Le fournisseur de VPN Surfshark est devenu la dernière entreprise à retirer ses serveurs d'Inde cette semaine, en réponse aux tentatives du gouvernement de réglementer le trafic Web crypté.

Les nouvelles directives de la principale agence indienne de cybersécurité, la Computer Emergency Response Team of India (Cert-In), exigent que les VPN, les serveurs privés virtuels (VPS) et les fournisseurs de services cloud stockent les noms, les adresses e-mail, les adresses IP, la connaissance des dossiers clients et opérations financières. pour une période de cinq ans.

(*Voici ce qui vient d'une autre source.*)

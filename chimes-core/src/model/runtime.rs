//! The compiled model.

use crate::errors::{ChimesError, ChimesResult};
use crate::expr::Expr;
use crate::field::{Field, Kind};
use crate::graph::{DependencyGraph, FieldGraph};
use crate::preset::Preset;
use crate::registry::FieldRegistry;
use crate::shape::{FieldLayout, ResolvedShapes};
use crate::state::SimulationState;
use crate::tensor::Tensor;
use petgraph::dot::Dot;

/// A validated, compiled model.
///
/// Field values are addressed by registry position. A model never changes once built, so it
/// can be shared freely between concurrent simulations.
#[derive(Debug, Clone)]
pub struct Model {
    registry: FieldRegistry,
    shapes: ResolvedShapes,
    graph: DependencyGraph,
    programs: Vec<Option<Expr<usize>>>,
    differentials: Vec<usize>,
}

impl Model {
    pub(super) fn new(
        registry: FieldRegistry,
        shapes: ResolvedShapes,
        graph: DependencyGraph,
        programs: Vec<Option<Expr<usize>>>,
    ) -> Self {
        let differentials = registry
            .fields()
            .iter()
            .enumerate()
            .filter(|(_, field)| field.kind() == Kind::Differential)
            .map(|(i, _)| i)
            .collect();
        Self {
            registry,
            shapes,
            graph,
            programs,
            differentials,
        }
    }

    /// The merged registry the model was built from
    pub fn registry(&self) -> &FieldRegistry {
        &self.registry
    }

    /// Number of fields
    pub fn len(&self) -> usize {
        self.registry.len()
    }

    pub fn is_empty(&self) -> bool {
        self.registry.is_empty()
    }

    pub fn field(&self, name: &str) -> Option<&Field> {
        self.registry.get(name)
    }

    pub fn position(&self, name: &str) -> Option<usize> {
        self.registry.position(name)
    }

    pub fn names(&self) -> impl Iterator<Item = &str> {
        self.registry.names()
    }

    pub fn layout(&self, name: &str) -> Option<&FieldLayout> {
        self.position(name).map(|i| &self.shapes.layouts[i])
    }

    pub(crate) fn layout_at(&self, position: usize) -> &FieldLayout {
        &self.shapes.layouts[position]
    }

    /// Sector labels of each axis of a field
    pub(crate) fn axis_labels(&self, position: usize) -> Vec<&[String]> {
        self.shapes.axis_labels(&self.shapes.layouts[position])
    }

    /// The sector labels a dimension tag resolved to.
    pub fn sectors(&self, tag: &str) -> Option<&[String]> {
        self.shapes.sectors.get(tag).map(Vec::as_slice)
    }

    /// Names of the statevars in the order they are evaluated
    pub fn statevar_order(&self) -> Vec<&str> {
        self.graph.order_names()
    }

    /// Names of the differential fields, in declaration order
    pub fn differentials(&self) -> Vec<&str> {
        self.differentials
            .iter()
            .map(|&i| self.registry.fields()[i].name())
            .collect()
    }

    pub(crate) fn differential_positions(&self) -> &[usize] {
        &self.differentials
    }

    pub fn dependency_graph(&self) -> &DependencyGraph {
        &self.graph
    }

    /// Create a diagram of the statevar dependencies
    ///
    /// Useful for debugging
    pub fn as_dot(&self) -> Dot<'_, &FieldGraph> {
        self.graph.as_dot()
    }

    /// Create the state at `t = 0` from a preset. See [`SimulationState::new`].
    pub fn instantiate(&self, preset: &Preset) -> ChimesResult<SimulationState> {
        SimulationState::new(self, preset, 0.0)
    }

    /// Evaluate the compiled evaluator of the field at `position` against `values`.
    ///
    /// Scalar results are broadcast to the shape of the field.
    fn evaluate(&self, position: usize, values: &[Tensor]) -> ChimesResult<Tensor> {
        let name = self.registry.fields()[position].name();
        let program = self.programs[position]
            .as_ref()
            .ok_or_else(|| ChimesError::definition(name, "field has no evaluator"))?;
        let shape = self.shapes.layouts[position].shape;
        let value = program
            .evaluate(&|slot: &usize| values.get(*slot))
            .map_err(|reason| ChimesError::shape(name, reason))?;
        value.broadcast_to(shape).ok_or_else(|| {
            ChimesError::shape(
                name,
                format!("evaluated to {} but the field is {}", value.shape(), shape),
            )
        })
    }

    /// Recompute every statevar in evaluation order, in place.
    pub(crate) fn evaluate_statevars(&self, values: &mut [Tensor]) -> ChimesResult<()> {
        for &position in self.graph.order() {
            let value = self.evaluate(position, values)?;
            values[position] = value;
        }
        Ok(())
    }

    /// The rate of change of every differential field, in declaration order.
    ///
    /// `values` must be a complete state with every statevar evaluated.
    pub(crate) fn derivatives(&self, values: &[Tensor]) -> ChimesResult<Vec<Tensor>> {
        self.differentials
            .iter()
            .map(|&position| self.evaluate(position, values))
            .collect()
    }
}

SurfShark anunció en un artículo titulado «Surfshark apagando servidores en India en respuesta a la ley de datos» el miércoles que «opera con orgullo bajo una estricta política de 'no registros', por lo que estos nuevos requisitos van en contra de la ética fundamental de l'entreprise". .

SurfShark n'est pas le premier fournisseur VPN à retirer ses serveurs du pays suite à la directive. ExpressVPN a également décidé de prendre la même mesure la semaine dernière, NordVPN avertissant également qu'il supprimerait les serveurs physiques si les directives ne sont pas inversées.

La nouvelle réglementation VPN "manque de clarté"

Comme de nombreuses entreprises dans le monde, les entreprises indiennes ont accru leur dépendance aux VPN depuis que la pandémie de COVID-19 a forcé de nombreux employés à travailler à domicile. L'adoption du VPN s'est développée pour permettre aux employés d'accéder à distance aux données sensibles, alors même que les entreprises ont commencé à adopter d'autres moyens sécurisés pour permettre l'accès à distance, tels que les solutions Zero Trust, Network Access et Smart DNS.

Un rapport Atlas VPN souligne que le taux de pénétration du VPN en Inde est passé de 3 % en 2020 à plus de 25 % au premier semestre 2021, augmentant au rythme le plus rapide au monde pour atteindre 348,7 millions d'installations, ce qui représente une croissance de 671% par rapport à 2020. .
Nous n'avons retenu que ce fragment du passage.